*Dataset entries*.
Start of Block
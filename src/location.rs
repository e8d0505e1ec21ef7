//! Location types
//!
//! Transport-independent view of a shared location and of the inbound
//! "location received" event.

use serde::{Deserialize, Serialize};

/// A geographic point as shared by a user
#[derive(Debug, Clone, PartialEq, Serialize, Deserialize)]
pub struct Location {
    pub latitude: f64,
    pub longitude: f64,
    /// Live period in seconds; presence of a positive value marks a live location
    #[serde(default, skip_serializing_if = "Option::is_none")]
    pub live_period: Option<i64>,
    #[serde(default, skip_serializing_if = "Option::is_none")]
    pub horizontal_accuracy: Option<f64>,
    #[serde(default, skip_serializing_if = "Option::is_none")]
    pub heading: Option<u16>,
    #[serde(default, skip_serializing_if = "Option::is_none")]
    pub proximity_alert_radius: Option<u32>,
}

impl Location {
    /// Static location at the given coordinates
    pub fn new(latitude: f64, longitude: f64) -> Self {
        Self {
            latitude,
            longitude,
            live_period: None,
            horizontal_accuracy: None,
            heading: None,
            proximity_alert_radius: None,
        }
    }

    /// Mark as live for `seconds`
    pub fn with_live_period(mut self, seconds: i64) -> Self {
        self.live_period = Some(seconds);
        self
    }

    /// Positive live period, if any
    pub fn live_seconds(&self) -> Option<i64> {
        self.live_period.filter(|p| *p > 0)
    }

    pub fn is_live(&self) -> bool {
        self.live_seconds().is_some()
    }

    /// Coordinates within [-90, 90] x [-180, 180]
    pub fn is_valid(&self) -> bool {
        (-90.0..=90.0).contains(&self.latitude) && (-180.0..=180.0).contains(&self.longitude)
    }
}

impl From<&teloxide::types::Location> for Location {
    fn from(loc: &teloxide::types::Location) -> Self {
        Self {
            latitude: loc.latitude,
            longitude: loc.longitude,
            live_period: loc.live_period.map(|p| i64::from(p.seconds())),
            horizontal_accuracy: loc.horizontal_accuracy,
            heading: loc.heading,
            proximity_alert_radius: loc.proximity_alert_radius,
        }
    }
}

/// Inbound "location received" event
#[derive(Debug, Clone)]
pub struct LocationEvent {
    /// Chat the location was shared in
    pub chat_id: Option<i64>,
    pub location: Option<Location>,
    /// True for edited messages (live location updates / termination)
    pub edited: bool,
}

impl LocationEvent {
    pub fn new(chat_id: i64, location: Location) -> Self {
        Self {
            chat_id: Some(chat_id),
            location: Some(location),
            edited: false,
        }
    }

    pub fn edited(chat_id: i64, location: Location) -> Self {
        Self {
            edited: true,
            ..Self::new(chat_id, location)
        }
    }
}

#[cfg(test)]
mod tests {
    use super::*;

    #[test]
    fn test_live_period_must_be_positive() {
        assert!(!Location::new(1.0, 2.0).is_live());
        assert!(!Location::new(1.0, 2.0).with_live_period(0).is_live());
        assert!(!Location::new(1.0, 2.0).with_live_period(-5).is_live());
        assert_eq!(Location::new(1.0, 2.0).with_live_period(600).live_seconds(), Some(600));
    }

    #[test]
    fn test_coordinate_ranges() {
        assert!(Location::new(55.7558, 37.6176).is_valid());
        assert!(Location::new(-90.0, 180.0).is_valid());
        assert!(!Location::new(999.0, 999.0).is_valid());
        assert!(!Location::new(0.0, -180.5).is_valid());
    }

    #[test]
    fn test_deserialize_telegram_shape() {
        let loc: Location = serde_json::from_str(
            r#"{"latitude": 55.7558, "longitude": 37.6176, "live_period": 600, "heading": 90}"#,
        )
        .unwrap();
        assert_eq!(loc.live_seconds(), Some(600));
        assert_eq!(loc.heading, Some(90));
        assert!(loc.horizontal_accuracy.is_none());
    }

    #[test]
    fn test_edited_event() {
        let event = LocationEvent::edited(42, Location::new(0.0, 0.0));
        assert!(event.edited);
        assert_eq!(event.chat_id, Some(42));
    }
}
//! User-facing message texts

/// Refresh interval shown to users, in minutes
pub const REFRESH_MINUTES: u64 = 10;

pub const WELCOME: &str = "👋 Hi! I'm EasyWay Bot.\n\n\
    📍 Send me your location and I'll tell you an interesting fact about it!\n\n\
    🔄 Live locations work too: I'll send a new fact every 10 minutes.\n\n\
    🚀 Try it right now!";

pub const HELP: &str = "❓ *How to use the bot:*\n\n\
    1️⃣ Send a regular location to get a fact about that place\n\
    2️⃣ Share a live location to get a new fact every 10 minutes\n\
    3️⃣ Facts are searched within 500 meters of your position";

pub const ONLY_LOCATIONS: &str = "🤔 I only understand locations.\n\n\
    Send me your location via 📎 → Location";

pub const SEARCHING: &str = "🔍 Looking for an interesting fact about your location...";

pub const SEARCHING_LIVE: &str = "🔍 Looking for an interesting fact about your current location...";

pub const NOTHING_FOUND: &str =
    "🤷 Couldn't find anything interesting, try again with another location.";

pub const NOTHING_FOUND_LIVE: &str =
    "🤷 Couldn't find anything interesting for the live location. Please try again.";

pub const LIVE_STOPPED: &str = "⏹️ Live location stopped. Thanks for using the bot!";

pub const LIVE_ENDED: &str = "⏰ Live location has ended.";

pub const LIVE_EXPIRED: &str = "⏰ Live location ended automatically.";

pub const MISSING_CHAT: &str = "Could not determine the chat.";

pub const MISSING_LOCATION: &str = "Could not read the location data.";

pub const GENERIC_FAILURE: &str = "❌ Something went wrong while processing your location. Please try again.";

/// Reply for a one-shot lookup
pub fn static_fact(fact: &str) -> String {
    format!("📍 *Interesting fact about your location:*\n\n{}", fact)
}

/// Reply when a live session starts
pub fn live_started(fact: &str) -> String {
    format!(
        "📍 *Live location active!*\n\n{}\n\n🔄 _I'll send new facts every {} minutes._",
        fact, REFRESH_MINUTES
    )
}

/// Reply for a scheduled refresh
pub fn scheduled_fact(fact: &str) -> String {
    format!("📍 *New fact about your location:*\n\n{}", fact)
}
//! Live session records and their store

use chrono::{DateTime, Utc};
use std::collections::HashMap;

use super::timer::TimerHandle;
use crate::location::Location;

/// One chat's active live-location session
#[derive(Debug)]
pub struct LiveSession {
    pub chat_id: i64,
    /// Origin location; later edits do not move it
    pub location: Location,
    /// Most recently delivered fact
    pub last_fact: Option<String>,
    pub start_time: DateTime<Utc>,
    pub end_time: Option<DateTime<Utc>>,
    /// Distinguishes successive sessions of the same chat
    pub generation: u64,
    pub(crate) refresh_timer: Option<TimerHandle>,
    pub(crate) expiry_timer: Option<TimerHandle>,
}

impl LiveSession {
    pub fn new(
        chat_id: i64,
        location: Location,
        last_fact: Option<String>,
        start_time: DateTime<Utc>,
        end_time: Option<DateTime<Utc>>,
        generation: u64,
    ) -> Self {
        Self {
            chat_id,
            location,
            last_fact,
            start_time,
            end_time,
            generation,
            refresh_timer: None,
            expiry_timer: None,
        }
    }

    /// Whether `now` is past the end time
    pub fn is_expired(&self, now: DateTime<Utc>) -> bool {
        self.end_time.is_some_and(|end| now > end)
    }

    /// Take both timer handles out of the record
    pub(crate) fn take_timers(&mut self) -> (Option<TimerHandle>, Option<TimerHandle>) {
        (self.refresh_timer.take(), self.expiry_timer.take())
    }

    pub fn info(&self) -> SessionInfo {
        SessionInfo {
            chat_id: self.chat_id,
            start_time: self.start_time,
            end_time: self.end_time,
        }
    }
}

/// Read-only view of a session for diagnostics
#[derive(Debug, Clone, PartialEq, Eq)]
pub struct SessionInfo {
    pub chat_id: i64,
    pub start_time: DateTime<Utc>,
    pub end_time: Option<DateTime<Utc>>,
}

/// In-memory map of chat id to its single live session
#[derive(Debug, Default)]
pub struct SessionStore(HashMap<i64, LiveSession>);

impl SessionStore {
    pub fn new() -> Self {
        Self(HashMap::new())
    }

    /// Insert a session, returning the one it replaced
    pub fn insert(&mut self, session: LiveSession) -> Option<LiveSession> {
        self.0.insert(session.chat_id, session)
    }

    pub fn get(&self, chat_id: i64) -> Option<&LiveSession> {
        self.0.get(&chat_id)
    }

    /// Record a delivered fact if the session of that generation is still active
    pub fn update_last_fact(&mut self, chat_id: i64, generation: u64, fact: &str) -> bool {
        match self.0.get_mut(&chat_id) {
            Some(session) if session.generation == generation => {
                session.last_fact = Some(fact.to_string());
                true
            }
            _ => false,
        }
    }

    pub fn remove(&mut self, chat_id: i64) -> Option<LiveSession> {
        self.0.remove(&chat_id)
    }

    pub fn chat_ids(&self) -> Vec<i64> {
        self.0.keys().copied().collect()
    }

    pub fn len(&self) -> usize {
        self.0.len()
    }

    pub fn is_empty(&self) -> bool {
        self.0.is_empty()
    }

    pub fn infos(&self) -> Vec<SessionInfo> {
        self.0.values().map(LiveSession::info).collect()
    }
}
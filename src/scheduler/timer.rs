//! Timers and clocks
//!
//! Cancellable scheduled actions behind a trait so session logic can be
//! driven by hand in tests instead of waiting on the wall clock.

use chrono::{DateTime, Utc};
use futures_util::future::BoxFuture;
use std::sync::atomic::{AtomicU64, Ordering};
use std::sync::Arc;
use std::time::Duration;
use tokio::sync::oneshot;
use tokio::time::{Instant, MissedTickBehavior};
use tracing::debug;

/// Action run when a timer fires
pub type TimerAction = Arc<dyn Fn() -> BoxFuture<'static, ()> + Send + Sync>;

/// Identifier of a scheduled timer
pub type TimerId = u64;

/// Handle to a scheduled timer.
///
/// Dropping the handle cancels the timer.
#[derive(Debug)]
pub struct TimerHandle {
    id: TimerId,
    stop: Option<oneshot::Sender<()>>,
}

impl TimerHandle {
    /// Handle without a cancellation channel (for schedulers that track
    /// cancellation themselves)
    pub fn new(id: TimerId) -> Self {
        Self { id, stop: None }
    }

    fn with_stop(id: TimerId, stop: oneshot::Sender<()>) -> Self {
        Self {
            id,
            stop: Some(stop),
        }
    }

    pub fn id(&self) -> TimerId {
        self.id
    }

    /// Signal the timer task to stop
    pub fn release(mut self) {
        if let Some(stop) = self.stop.take() {
            let _ = stop.send(());
        }
    }
}

/// Schedules cancellable actions
pub trait TaskScheduler: Send + Sync {
    /// Run `action` every `period`, first after one full period
    fn schedule_repeating(&self, period: Duration, action: TimerAction) -> TimerHandle;

    /// Run `action` once after `delay`
    fn schedule_once(&self, delay: Duration, action: TimerAction) -> TimerHandle;

    /// Cancel a timer. No further runs start after this returns.
    fn cancel(&self, handle: TimerHandle) {
        handle.release();
    }
}

/// Timers backed by tokio tasks.
///
/// A repeating timer awaits its action before waiting for the next tick, so
/// runs of one timer never overlap. A run already in progress when the timer
/// is cancelled is allowed to finish.
#[derive(Debug, Default)]
pub struct TokioTimers {
    next_id: AtomicU64,
}

impl TokioTimers {
    pub fn new() -> Self {
        Self::default()
    }

    fn next_id(&self) -> TimerId {
        self.next_id.fetch_add(1, Ordering::Relaxed) + 1
    }
}

impl TaskScheduler for TokioTimers {
    fn schedule_repeating(&self, period: Duration, action: TimerAction) -> TimerHandle {
        let id = self.next_id();
        let (tx, mut rx) = oneshot::channel::<()>();

        tokio::spawn(async move {
            let mut ticker = tokio::time::interval_at(Instant::now() + period, period);
            ticker.set_missed_tick_behavior(MissedTickBehavior::Delay);

            loop {
                tokio::select! {
                    biased;
                    _ = &mut rx => break,
                    _ = ticker.tick() => action().await,
                }
            }
            debug!("Repeating timer {} stopped", id);
        });

        TimerHandle::with_stop(id, tx)
    }

    fn schedule_once(&self, delay: Duration, action: TimerAction) -> TimerHandle {
        let id = self.next_id();
        let (tx, rx) = oneshot::channel::<()>();

        tokio::spawn(async move {
            tokio::select! {
                biased;
                _ = rx => debug!("One-shot timer {} cancelled", id),
                _ = tokio::time::sleep(delay) => action().await,
            }
        });

        TimerHandle::with_stop(id, tx)
    }
}

/// Source of the current time
pub trait Clock: Send + Sync {
    fn now(&self) -> DateTime<Utc>;
}

/// Wall clock
#[derive(Debug, Clone, Copy, Default)]
pub struct SystemClock;

impl Clock for SystemClock {
    fn now(&self) -> DateTime<Utc> {
        Utc::now()
    }
}
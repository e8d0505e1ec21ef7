//! Chat Channel Abstraction
//!
//! The core only talks to the transport through `Notifier`; the Telegram
//! implementation lives in `crate::telegram`.

pub mod traits;

pub use traits::{delete_quietly, ChannelError, MessageRef, Notifier, ParseMode};
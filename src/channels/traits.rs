//! Channel Trait Definitions
//!
//! Outbound interface to the chat transport.

use async_trait::async_trait;
use std::fmt;

/// Error types for channel operations
#[derive(Debug, thiserror::Error)]
pub enum ChannelError {
    #[error("Send failed: {0}")]
    SendFailed(String),

    #[error("Delete failed: {0}")]
    DeleteFailed(String),

    #[error("Rate limited: retry after {0} seconds")]
    RateLimited(u64),

    #[error("Invalid recipient: {0}")]
    InvalidRecipient(String),
}

/// Parse mode for message formatting
#[derive(Debug, Clone, Copy, Default, PartialEq, Eq)]
pub enum ParseMode {
    #[default]
    Plain,
    /// Simple emphasis markup (`*bold*`, `_italic_`)
    Markdown,
}

/// Reference to a message sent through a channel
#[derive(Debug, Clone, Copy, PartialEq, Eq)]
pub struct MessageRef {
    pub chat_id: i64,
    pub message_id: i32,
}

impl fmt::Display for MessageRef {
    fn fmt(&self, f: &mut fmt::Formatter<'_>) -> fmt::Result {
        write!(f, "{}:{}", self.chat_id, self.message_id)
    }
}

/// Notifier trait - outbound replies to a chat
#[async_trait]
pub trait Notifier: Send + Sync {
    /// Send a text message
    async fn send_text(
        &self,
        chat_id: i64,
        text: &str,
        parse_mode: ParseMode,
    ) -> Result<MessageRef, ChannelError>;

    /// Delete a previously sent message
    async fn delete_message(&self, message: MessageRef) -> Result<(), ChannelError>;
}

/// Delete a message, ignoring failures
pub async fn delete_quietly(notifier: &dyn Notifier, message: MessageRef) {
    if let Err(e) = notifier.delete_message(message).await {
        tracing::debug!("Ignoring failed delete of {}: {}", message, e);
    }
}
End of Block
*Your assignment*. Copying word for word, give each line of the data above from the first one through the line containing "marks a live location", and nothing else.

*Solution for this problem*.
filename src/location.rs
repository e8d0505e1ec21ef7
//! Location types
//!
//! Transport-independent view of a shared location and of the inbound
//! "location received" event.

use serde::{Deserialize, Serialize};

/// A geographic point as shared by a user
#[derive(Debug, Clone, PartialEq, Serialize, Deserialize)]
pub struct Location {
    pub latitude: f64,
    pub longitude: f64,
    /// Live period in seconds; presence of a positive value marks a live location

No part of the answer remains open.